Que peut-on mettre aujourd’hui sous ce vocable de religion civile initié par Jean-Jacques Rousseau au Siècle des lumières ? Nous proposons de distinguer les configurations concrètes suivantes :

jean-jacques-rousseau_montagne.jpgjean-jacques-rousseau_humaniste.gif

1 - Les religions communautaires. Elles sont basées sur des puissances tutélaires d’une collectivité lignagère (un fondateur de lignage, de clan, de tribu) ou territoriale (un premier roi qui est divinisé, ou une divinité qui se révèle aux premiers occupants des lieux). Cela implique pour tous le respect des lois édictées par les ancêtres, garanties par les mêmes ancêtres divinisées ou par les dieux tutélaires, et donc la punition des contrevenants et des blasphémateurs qui remettent en cause cette relation, cet équilibre ancestral qui se reproduit de génération en génération. Même en cas de conversion à une religion « étrangère », on doit toujours faire les rituels nécessaires au bon ordre familial ou social, ou à défaut les faire faire. Elles n’en sont pas moins libérales car elles autorisent le recours à des cultes « étrangers » et ne sont pas exclusives, à la condition toutefois que cela ne soit pas l’occasion de les critiquer comme le firent les missionnaires chrétiens et musulmans. Voir par exemple notre dossier sur les religions coutumières en Afrique noire (lien)

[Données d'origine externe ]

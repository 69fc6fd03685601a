//! Terminal loss layers.

use ndarray::Axis;

use crate::error::{dims_mismatch, NnError, Result};
use crate::matrix::{argmax, ensure_same_shape, Matrix};
use crate::record::LayerKind;

/// Keeps `ln` away from zero in the cross-entropy.
pub const CROSS_ENTROPY_DELTA: f64 = 1e-7;

/// Last stage of a network: consumes predictions and targets, yields
/// `(loss, accuracy)`, and seeds the backward pass.
pub trait LossLayer {
    fn forward(&mut self, x: &Matrix, t: &Matrix) -> Result<(f64, f64)>;

    /// Gradient of the last `forward` loss with respect to its input.
    fn backward(&self) -> Result<Matrix>;

    fn kind(&self) -> LayerKind;

    /// Forgets the last `forward` so `backward` reports `StateNotReady`.
    fn clear_cache(&mut self);
}

/// Same shape and at least one row, so batch means are defined.
fn ensure_batch(op: &'static str, y: &Matrix, t: &Matrix) -> Result<()> {
    ensure_same_shape(op, y, t)?;
    if y.nrows() == 0 {
        return Err(dims_mismatch(op, y.dim(), (1, y.ncols())));
    }
    Ok(())
}

/// Row-wise softmax with the row maximum subtracted first.
pub fn softmax(x: &Matrix) -> Matrix {
    let mut out = x.clone();
    for mut row in out.axis_iter_mut(Axis(0)) {
        let max = row.fold(f64::NEG_INFINITY, |m, &v| m.max(v));
        row.mapv_inplace(|v| (v - max).exp());
        let sum = row.sum();
        row.mapv_inplace(|v| v / sum);
    }
    out
}

/// Mean over the batch of `-Σ t·ln(y + δ)`.
pub fn cross_entropy_error(y: &Matrix, t: &Matrix) -> Result<f64> {
    ensure_batch("cross_entropy_error", y, t)?;
    let mut total = 0.0;
    for (yv, tv) in y.iter().zip(t.iter()) {
        total -= tv * (yv + CROSS_ENTROPY_DELTA).ln();
    }
    Ok(total / y.nrows() as f64)
}

/// Fraction of rows whose predicted argmax equals the target argmax.
pub fn accuracy(y: &Matrix, t: &Matrix) -> Result<f64> {
    ensure_batch("accuracy", y, t)?;
    let correct = y
        .axis_iter(Axis(0))
        .zip(t.axis_iter(Axis(0)))
        .filter(|(yr, tr)| argmax(yr.view()).0 == argmax(tr.view()).0)
        .count();
    Ok(correct as f64 / y.nrows() as f64)
}

/// Softmax followed by cross-entropy against one-hot targets.
#[derive(Debug, Default, Clone)]
pub struct SoftmaxWithLoss {
    out: Option<Matrix>,
    t: Option<Matrix>,
    loss: f64,
}

impl SoftmaxWithLoss {
    pub fn new() -> SoftmaxWithLoss {
        SoftmaxWithLoss::default()
    }

    /// Loss of the last `forward`.
    pub fn loss(&self) -> f64 {
        self.loss
    }

    /// Probabilities of the last `forward`.
    pub fn output(&self) -> Option<&Matrix> {
        self.out.as_ref()
    }
}

impl LossLayer for SoftmaxWithLoss {
    fn forward(&mut self, x: &Matrix, t: &Matrix) -> Result<(f64, f64)> {
        ensure_batch("SoftmaxWithLoss::forward", x, t)?;
        let y = softmax(x);
        let loss = cross_entropy_error(&y, t)?;
        let acc = accuracy(&y, t)?;
        self.out = Some(y);
        self.t = Some(t.clone());
        self.loss = loss;
        Ok((loss, acc))
    }

    fn backward(&self) -> Result<Matrix> {
        match (&self.out, &self.t) {
            (Some(y), Some(t)) => Ok((y - t) / y.nrows() as f64),
            _ => Err(NnError::StateNotReady(
                "SoftmaxWithLoss::backward called before forward",
            )),
        }
    }

    fn kind(&self) -> LayerKind {
        LayerKind::SoftmaxWithLoss
    }

    fn clear_cache(&mut self) {
        self.out = None;
        self.t = None;
    }
}

/// Huber-style regression loss with threshold 1, identity output.
///
/// Accuracy is not meaningful for regression and is reported as `0.0`.
#[derive(Debug, Default, Clone)]
pub struct SmoothL1Loss {
    x: Option<Matrix>,
    t: Option<Matrix>,
}

impl SmoothL1Loss {
    pub fn new() -> SmoothL1Loss {
        SmoothL1Loss::default()
    }
}

fn smooth_l1(d: f64) -> f64 {
    if d.abs() < 1.0 {
        d * d / 2.0
    } else {
        d.abs() - 0.5
    }
}

fn smooth_l1_gradient(d: f64) -> f64 {
    if d.abs() < 1.0 {
        d
    } else {
        d.signum()
    }
}

impl LossLayer for SmoothL1Loss {
    fn forward(&mut self, x: &Matrix, t: &Matrix) -> Result<(f64, f64)> {
        ensure_batch("SmoothL1Loss::forward", x, t)?;
        let total: f64 = x
            .iter()
            .zip(t.iter())
            .map(|(xv, tv)| smooth_l1(tv - xv))
            .sum();
        self.x = Some(x.clone());
        self.t = Some(t.clone());
        Ok((total / x.nrows() as f64, 0.0))
    }

    fn backward(&self) -> Result<Matrix> {
        match (&self.x, &self.t) {
            (Some(x), Some(t)) => {
                let batch = x.nrows() as f64;
                let mut dx = x - t;
                dx.mapv_inplace(|d| smooth_l1_gradient(d) / batch);
                Ok(dx)
            }
            _ => Err(NnError::StateNotReady(
                "SmoothL1Loss::backward called before forward",
            )),
        }
    }

    fn kind(&self) -> LayerKind {
        LayerKind::SmoothL1Loss
    }

    fn clear_cache(&mut self) {
        self.x = None;
        self.t = None;
    }
}
//! Trait definitions for external interactions
//!
//! These traits define the boundaries between domain logic and infrastructure.
//! Infrastructure implementations live in other crates.

use crate::{Candidate, Finding};
use std::fmt;

/// Fatal errors from the corpus hunt
///
/// Any of these aborts the whole run before a single candidate is processed.
/// The sub-kinds are distinct so callers can report them distinctly; a
/// malformed query carries the failing query text for diagnostics.
#[derive(Debug, Clone, PartialEq, Eq)]
pub enum HuntError {
    /// The corpus refused access
    PermissionDenied(String),

    /// The hunt query itself was rejected
    MalformedQuery {
        /// The query text that failed to prepare
        query: String,
        /// The underlying rejection message
        message: String,
    },

    /// Any other corpus-access failure
    Source(String),
}

impl fmt::Display for HuntError {
    fn fmt(&self, f: &mut fmt::Formatter<'_>) -> fmt::Result {
        match self {
            HuntError::PermissionDenied(msg) => write!(f, "Permission error: {}", msg),
            HuntError::MalformedQuery { message, .. } => write!(f, "Bad query error: {}", message),
            HuntError::Source(msg) => write!(f, "Corpus access error: {}", msg),
        }
    }
}

impl std::error::Error for HuntError {}

/// Trait for discovering candidate leaks in a corpus
///
/// Implemented by the infrastructure layer (leakhound-store). Sources drop
/// rows without a usable secret value; every candidate they hand over has a
/// non-empty `secret_value`.
pub trait CandidateSource {
    /// Run the hunt and return all candidates it discovered
    fn fetch_candidates(&self) -> Result<Vec<Candidate>, HuntError>;
}

/// Trait for LLM provider operations
///
/// Implemented by the infrastructure layer (leakhound-llm)
pub trait LlmProvider {
    /// Error type for LLM operations
    type Error;

    /// Generate text completion
    fn generate(&self, prompt: &str) -> Result<String, Self::Error>;
}

/// A single record that failed to insert during a batch write
#[derive(Debug, Clone, PartialEq, Eq)]
pub struct InsertFailure {
    /// Index of the failing finding within the batch
    pub index: usize,

    /// Why the insert failed
    pub message: String,
}

/// Trait for persisting accepted findings
///
/// Implemented by the infrastructure layer (leakhound-store). The batch is
/// atomic from the caller's point of view in the sense that it is handed over
/// once; individual records may still fail, and those failures are returned
/// rather than raised.
pub trait FindingSink {
    /// Error type for sink operations
    type Error;

    /// Insert a batch of findings, returning per-record failures
    fn insert_findings(&mut self, findings: &[Finding]) -> Result<Vec<InsertFailure>, Self::Error>;
}

#[cfg(test)]
mod tests {
    use super::*;

    #[test]
    fn test_hunt_error_display_names_the_sub_kind() {
        let permission = HuntError::PermissionDenied("role lacks corpus access".to_string());
        assert!(permission.to_string().contains("Permission error"));

        let malformed = HuntError::MalformedQuery {
            query: "SELECT nope".to_string(),
            message: "no such column: nope".to_string(),
        };
        assert!(malformed.to_string().contains("Bad query error"));
        assert!(malformed.to_string().contains("no such column"));

        let generic = HuntError::Source("disk io".to_string());
        assert!(generic.to_string().contains("Corpus access error"));
    }

    #[test]
    fn test_malformed_query_keeps_query_text() {
        let err = HuntError::MalformedQuery {
            query: "SELECT * FROM missing".to_string(),
            message: "no such table".to_string(),
        };
        match err {
            HuntError::MalformedQuery { query, .. } => {
                assert_eq!(query, "SELECT * FROM missing");
            }
            _ => panic!("expected MalformedQuery"),
        }
    }
}
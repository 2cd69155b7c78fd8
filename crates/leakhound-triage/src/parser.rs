//! Parse free-form classifier output into a structured verdict
//!
//! The two-line CONFIDENCE/REASONING contract is informal and the model is
//! external, so the parser is deliberately tolerant: malformed output always
//! degrades to a verdict, never to an error.

use leakhound_domain::Verdict;
use tracing::warn;

/// Reasoning recorded when the confidence line is missing or malformed
///
/// Paired with a `Low` label rather than `None`: a format error means
/// "needs human review", not "confirmed negative".
pub const FORMAT_ERROR_REASONING: &str = "AI response format error.";

/// Reasoning recorded when the confidence line parsed but no reasoning followed
pub const MISSING_REASONING: &str = "AI response missing reasoning.";

/// Reasoning recorded when a second line is present but not a `REASONING:` line
pub const UNPARSED_REASONING: &str = "Parsing error";

/// Parse raw classifier output into a verdict
///
/// Line 0 must start with `CONFIDENCE:`; the label is the trimmed text after
/// the first colon, preserved literally (gating resolves it case-insensitively
/// later). Line 1, when present and starting with `REASONING:`, supplies the
/// reasoning; present without the prefix degrades to [`UNPARSED_REASONING`],
/// absent to [`MISSING_REASONING`].
pub fn parse_verdict(raw: &str) -> Verdict {
    let mut lines = raw.trim().lines();

    let label = match lines.next().and_then(|l| l.strip_prefix("CONFIDENCE:")) {
        Some(rest) => rest.trim(),
        None => {
            warn!("Classifier response format invalid: {:?}", raw);
            return Verdict::new("Low", FORMAT_ERROR_REASONING);
        }
    };

    let reasoning = match lines.next() {
        Some(line) => match line.strip_prefix("REASONING:") {
            Some(rest) => rest.trim().to_string(),
            None => UNPARSED_REASONING.to_string(),
        },
        None => MISSING_REASONING.to_string(),
    };

    Verdict::new(label, reasoning)
}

2 - Les théocraties : dans le cadre d’un Etat moderne, l’affirmation d’une seule religion à l’exception de toutes les autres. Il y a alors superposition d’une religion obligatoire à la société civile. Les théocraties sont intégristes car elles appliquent à tous les prescriptions religieuses d’une religion historique. Les républiques islamiques qui appliquent la charia entrent tout à fait dans cette catégorie ; l’Etat d’Israël, bien que cas particulier, connaît lui aussi cette tentation théocratique.

3 - Les religions englobantes. Elles assurent l’unité sociale et politique en proposant une coordination large où chaque culte peut se développer à sa propre façon. Exemple des triades indo-européennes, par exemple l’hindouisme. L’architecture d’ensemble ne doit toutefois pas être contestée, sinon les acteurs religieux non partie prenante sont hors jeux / hors loi. Voir notre dossier sur les triades indo-européennes (lien)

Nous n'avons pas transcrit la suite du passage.